C++11 introduced the override keyword to help with this:
struct Base
{
void foo();
};
struct Derived : Base
{
void foo() override; // error! Base::foo is not virtual
};
However you can not write this in Base itself to get the same effect; i.e. there is no mustoverride specifier. Ultimately, it is none of Base's business as to what derived classes do or don't override.
You can keep Base abstract whilst providing a "default" definition for your pure virtual functions:
struct Base
{
virtual void foo() = 0;
};
void Base::foo() {}
struct Derived : Base {}; // error! does not override Base::foo
struct Derived2: Base
{
virtual void foo() override
{
Base::foo(); // invokes "default" definition
}
};
This will be an acceptable solution if you are content for the entire base type to be rendered uninstantiable.
A pure-virtual member function can still have a body. The only caveat is that it must be defined outside the class definition. This is perfectly legal C++:
#include <iostream>
struct Base
{
virtual void foo() const = 0;
};
void Base::foo() const
{
std::cout << "Base!\n";
}
struct Derived : Base
{
// Uncomment following line to remove error:
//virtual void foo() const override { std::cout << "Derived\n"; Base::foo(); }
};
int main()
{
Derived d;
d.foo();
}
Live example
Notice that this makes Base an abstract class in all respects, i.e. it's impossible to instantiate Base directly.
Yes, actually there is:
#include <iostream>
class Base
{
public:
virtual void someFun() {std::cout << "Base::fun" << std::endl;}
virtual ~Base() {}
};
class AlmostBase : public Base
{
public:
virtual void someFun() = 0;
};
class Derived : public AlmostBase
{
public:
virtual void someFun() {std::cout << "Derived::fun" << std::endl;}
};
int main()
{
Derived *d = new Derived();
d->someFun();
delete d;
}
If you uncomment the someFun from Derived the compiler will complain ...
You introduce an intermediary class AlmostBase which has the function as pure virtual. This way you can have Base objects too, and the only drawback now is that all your classes will need to inherit from the intermediary base.
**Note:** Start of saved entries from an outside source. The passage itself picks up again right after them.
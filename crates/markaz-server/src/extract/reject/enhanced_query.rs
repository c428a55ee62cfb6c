//! Query string extractor that rejects with the crate's error responses.

use axum::extract::rejection::QueryRejection;
use axum::extract::{FromRequestParts, Query as AxumQuery};
use axum::http::request::Parts;
use derive_more::{Deref, DerefMut, From};
use serde::de::DeserializeOwned;

use super::sanitize_rejection;
use crate::handler::{Error, ErrorKind};

/// Query string extractor.
///
/// The query types in this API are small structs of optional filters, so the
/// only realistic failure is a value of the wrong shape (a non-UUID id, a
/// non-numeric limit). Those come back as `400 Bad Request` with the serde
/// message attached as context.
#[must_use]
#[derive(Debug, Clone, Copy, Default, Deref, DerefMut, From)]
pub struct Query<T>(pub T);

impl<T, S> FromRequestParts<S> for Query<T>
where
    T: DeserializeOwned,
    S: Send + Sync,
{
    type Rejection = Error<'static>;

    async fn from_request_parts(parts: &mut Parts, state: &S) -> Result<Self, Self::Rejection> {
        let AxumQuery(query) =
            <AxumQuery<T> as FromRequestParts<S>>::from_request_parts(parts, state).await?;
        Ok(Self(query))
    }
}

impl From<QueryRejection> for Error<'static> {
    fn from(rejection: QueryRejection) -> Self {
        tracing::debug!(
            target: "markaz_server::extract::query",
            error = %rejection,
            "query string rejected"
        );

        ErrorKind::BadRequest
            .with_message("Invalid query parameters")
            .with_context(sanitize_rejection(&rejection.to_string()))
    }
}
use axum::RequestPartsExt;
use axum::extract::{FromRef, FromRequestParts};
use axum::http::request::Parts;
use axum_extra::TypedHeader;
use axum_extra::headers::Authorization;
use axum_extra::headers::authorization::Bearer;
use axum_extra::typed_header::TypedHeaderRejectionReason;
use derive_more::Deref;

use crate::TRACING_TARGET_AUTHENTICATION;
use crate::handler::{Error, ErrorKind, Result};
use crate::service::{AuthClaims, TokenKeys, TokenUse};

/// `Authorization: Bearer <token>` header.
type AuthBearerHeader = TypedHeader<Authorization<Bearer>>;

/// Verified access-token claims extracted from the `Authorization` header.
///
/// Verifies the token's signature, expiry, issuer, audience and token use.
/// Does not touch the database; see [`CurrentUser`] for the account-backed
/// variant.
///
/// [`CurrentUser`]: crate::extract::CurrentUser
#[must_use = "claims do nothing unless you use them"]
#[derive(Debug, Clone, Deref)]
pub struct AuthToken(pub AuthClaims);

impl AuthToken {
    /// Returns the username the token was issued for.
    #[must_use]
    pub fn username(&self) -> &str {
        &self.0.username
    }
}

impl<S> FromRequestParts<S> for AuthToken
where
    S: Send + Sync,
    TokenKeys: FromRef<S>,
{
    type Rejection = Error<'static>;

    async fn from_request_parts(parts: &mut Parts, state: &S) -> Result<Self> {
        // Return the cached claims if the token was already verified.
        if let Some(auth_token) = parts.extensions.get::<Self>() {
            return Ok(auth_token.clone());
        }

        let TypedHeader(authorization) =
            parts.extract::<AuthBearerHeader>().await.map_err(|error| {
                match error.reason() {
                    TypedHeaderRejectionReason::Missing => ErrorKind::MissingAuthToken
                        .with_message("The authorization header is required but was not provided")
                        .with_context("Include 'Authorization: Bearer <token>' header"),
                    TypedHeaderRejectionReason::Error(_) => ErrorKind::MalformedAuthToken
                        .with_message("The authorization header format is invalid")
                        .with_context("Use format 'Authorization: Bearer <token>'"),
                    _ => ErrorKind::InternalServerError
                        .with_message("Failed to process the authorization header"),
                }
                .with_resource("authentication")
                .into_static()
            })?;

        let token_keys = TokenKeys::from_ref(state);
        let claims = token_keys.verify(authorization.token(), TokenUse::Access)?;

        tracing::trace!(
            target: TRACING_TARGET_AUTHENTICATION,
            username = claims.username,
            "access token verified"
        );

        let auth_token = Self(claims);
        parts.extensions.insert(auth_token.clone());
        Ok(auth_token)
    }
}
you can make the base method throw an exception when called, then the class must override it to avoid the parent execution.
this is used in the MFC FrameWork for example
// Derived class is responsible for implementing these handlers
// for owner/self draw controls (except for the optional DeleteItem)
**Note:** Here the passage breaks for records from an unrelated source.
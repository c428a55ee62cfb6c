//! Score handlers: point awards and the related coin balance updates.

use axum::Router;
use axum::extract::State;
use axum::http::StatusCode;
use axum::routing::get;
use markaz_postgres::PgClient;
use markaz_postgres::model::{NewScore, Score};
use markaz_postgres::query::{ScoreRepository, StudentRepository};
use serde::{Deserialize, Serialize};
use uuid::Uuid;
use validator::Validate;

use crate::extract::{AccessPolicy, CurrentUser, Json, Permission, Query, ValidateJson};
use crate::handler::Result;
use crate::service::ServiceState;

/// Tracing target for score operations.
const TRACING_TARGET: &str = "markaz_server::handler::scores";

/// Request payload for recording a score.
#[must_use]
#[derive(Debug, Serialize, Deserialize, Validate)]
#[serde(rename_all = "camelCase")]
struct RecordScoreRequest {
    /// Student this score belongs to.
    pub student_id: Uuid,
    /// Civil date the score applies to.
    pub entry_date: jiff::civil::Date,
    /// Points awarded; may be negative for penalties.
    #[validate(range(min = -1000, max = 1000))]
    pub points: i32,
    /// Optional free-form reason for the award.
    #[validate(length(max = 256))]
    pub description: Option<String>,
}

/// Query parameters for recording a score.
#[must_use]
#[derive(Debug, Default, Serialize, Deserialize)]
#[serde(rename_all = "camelCase")]
struct RecordScoreQuery {
    /// Whether to also credit the points to the student's coin balance.
    pub coins: Option<bool>,
}

/// Serialized score returned by the API.
#[must_use]
#[derive(Debug, Serialize, Deserialize)]
#[serde(rename_all = "camelCase")]
struct ScoreResponse {
    /// Unique score identifier.
    pub score_id: Uuid,
    /// Student this score belongs to.
    pub student_id: Uuid,
    /// Civil date the score applies to.
    pub entry_date: jiff::civil::Date,
    /// Points awarded.
    pub points: i32,
    /// Optional free-form reason for the award.
    pub description: Option<String>,
    /// Timestamp when the score was created.
    pub created_at: jiff::Timestamp,
}

impl From<Score> for ScoreResponse {
    fn from(score: Score) -> Self {
        Self {
            score_id: score.id,
            student_id: score.student_id,
            entry_date: score.entry_date.into(),
            points: score.points,
            description: score.description,
            created_at: score.created_at.into(),
        }
    }
}

/// Records a score for a student.
///
/// With `?coins=true` the points are additionally credited to the student's
/// coin balance. Instructors may only record scores for students of their
/// own groups; management roles may record for any student.
#[tracing::instrument(skip_all)]
async fn record_score(
    State(pg_client): State<PgClient>,
    current_user: CurrentUser,
    Query(query): Query<RecordScoreQuery>,
    ValidateJson(request): ValidateJson<RecordScoreRequest>,
) -> Result<(StatusCode, Json<ScoreResponse>)> {
    current_user.authorize(Permission::RecordScores)?;

    let mut conn = pg_client.get_connection().await?;
    let student = current_user
        .authorize_student_access(&mut conn, request.student_id, Permission::RecordScores)
        .await?;

    let new_score = NewScore {
        student_id: student.id,
        entry_date: request.entry_date.into(),
        points: request.points,
        description: request.description,
    };

    let score = conn.record_score(new_score).await?;

    if query.coins.unwrap_or(false) {
        let updated = conn.add_coins(student.id, score.points).await?;

        tracing::debug!(
            target: TRACING_TARGET,
            student_id = student.id.to_string(),
            coins = updated.coins,
            "coin balance credited"
        );
    }

    tracing::info!(
        target: TRACING_TARGET,
        score_id = score.id.to_string(),
        student_id = score.student_id.to_string(),
        points = score.points,
        recorded_by = %current_user.username,
        "score recorded"
    );

    Ok((StatusCode::CREATED, Json(score.into())))
}

/// Query parameters for listing scores.
#[must_use]
#[derive(Debug, Default, Serialize, Deserialize)]
#[serde(rename_all = "camelCase")]
struct ListScoresQuery {
    /// Restrict to a single student.
    pub student_id: Option<Uuid>,
}

/// Lists scores, optionally filtered by student.
#[tracing::instrument(skip_all)]
async fn list_scores(
    State(pg_client): State<PgClient>,
    current_user: CurrentUser,
    Query(query): Query<ListScoresQuery>,
) -> Result<Json<Vec<ScoreResponse>>> {
    current_user.authorize(Permission::ViewScores)?;

    let mut conn = pg_client.get_connection().await?;
    let scores = conn.list_scores(query.student_id).await?;

    let response = scores.into_iter().map(ScoreResponse::from).collect();
    Ok(Json(response))
}

/// Returns a [`Router`] with all related routes.
pub fn routes() -> Router<ServiceState> {
    Router::new().route("/scores/", get(list_scores).post(record_score))
}

#[cfg(test)]
mod test {
    use axum::http::StatusCode;

    use super::routes;
    use crate::handler::test::create_test_server_with_router;

    #[tokio::test]
    async fn record_score_requires_token() -> anyhow::Result<()> {
        let server = create_test_server_with_router(routes)?;

        let request = serde_json::json!({
            "studentId": uuid::Uuid::new_v4(),
            "entryDate": "2025-09-01",
            "points": 10,
        });

        let response = server.post("/scores/").json(&request).await;
        response.assert_status(StatusCode::UNAUTHORIZED);

        Ok(())
    }

    #[tokio::test]
    async fn list_scores_requires_token() -> anyhow::Result<()> {
        let server = create_test_server_with_router(routes)?;

        let response = server.get("/scores/").await;
        response.assert_status(StatusCode::UNAUTHORIZED);

        Ok(())
    }
}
void CComboBox::DrawItem(LPDRAWITEMSTRUCT)
{ ASSERT(FALSE); }
void CComboBox::MeasureItem(LPMEASUREITEMSTRUCT)
{ ASSERT(FALSE); }
int CComboBox::CompareItem(LPCOMPAREITEMSTRUCT)
{ ASSERT(FALSE); return 0; }
those methods must be inherited if the control is owner drawn it is responsible for the measuer, draw,... if you missed it while you are testing the function you will get an assert or exception with useful information thrown.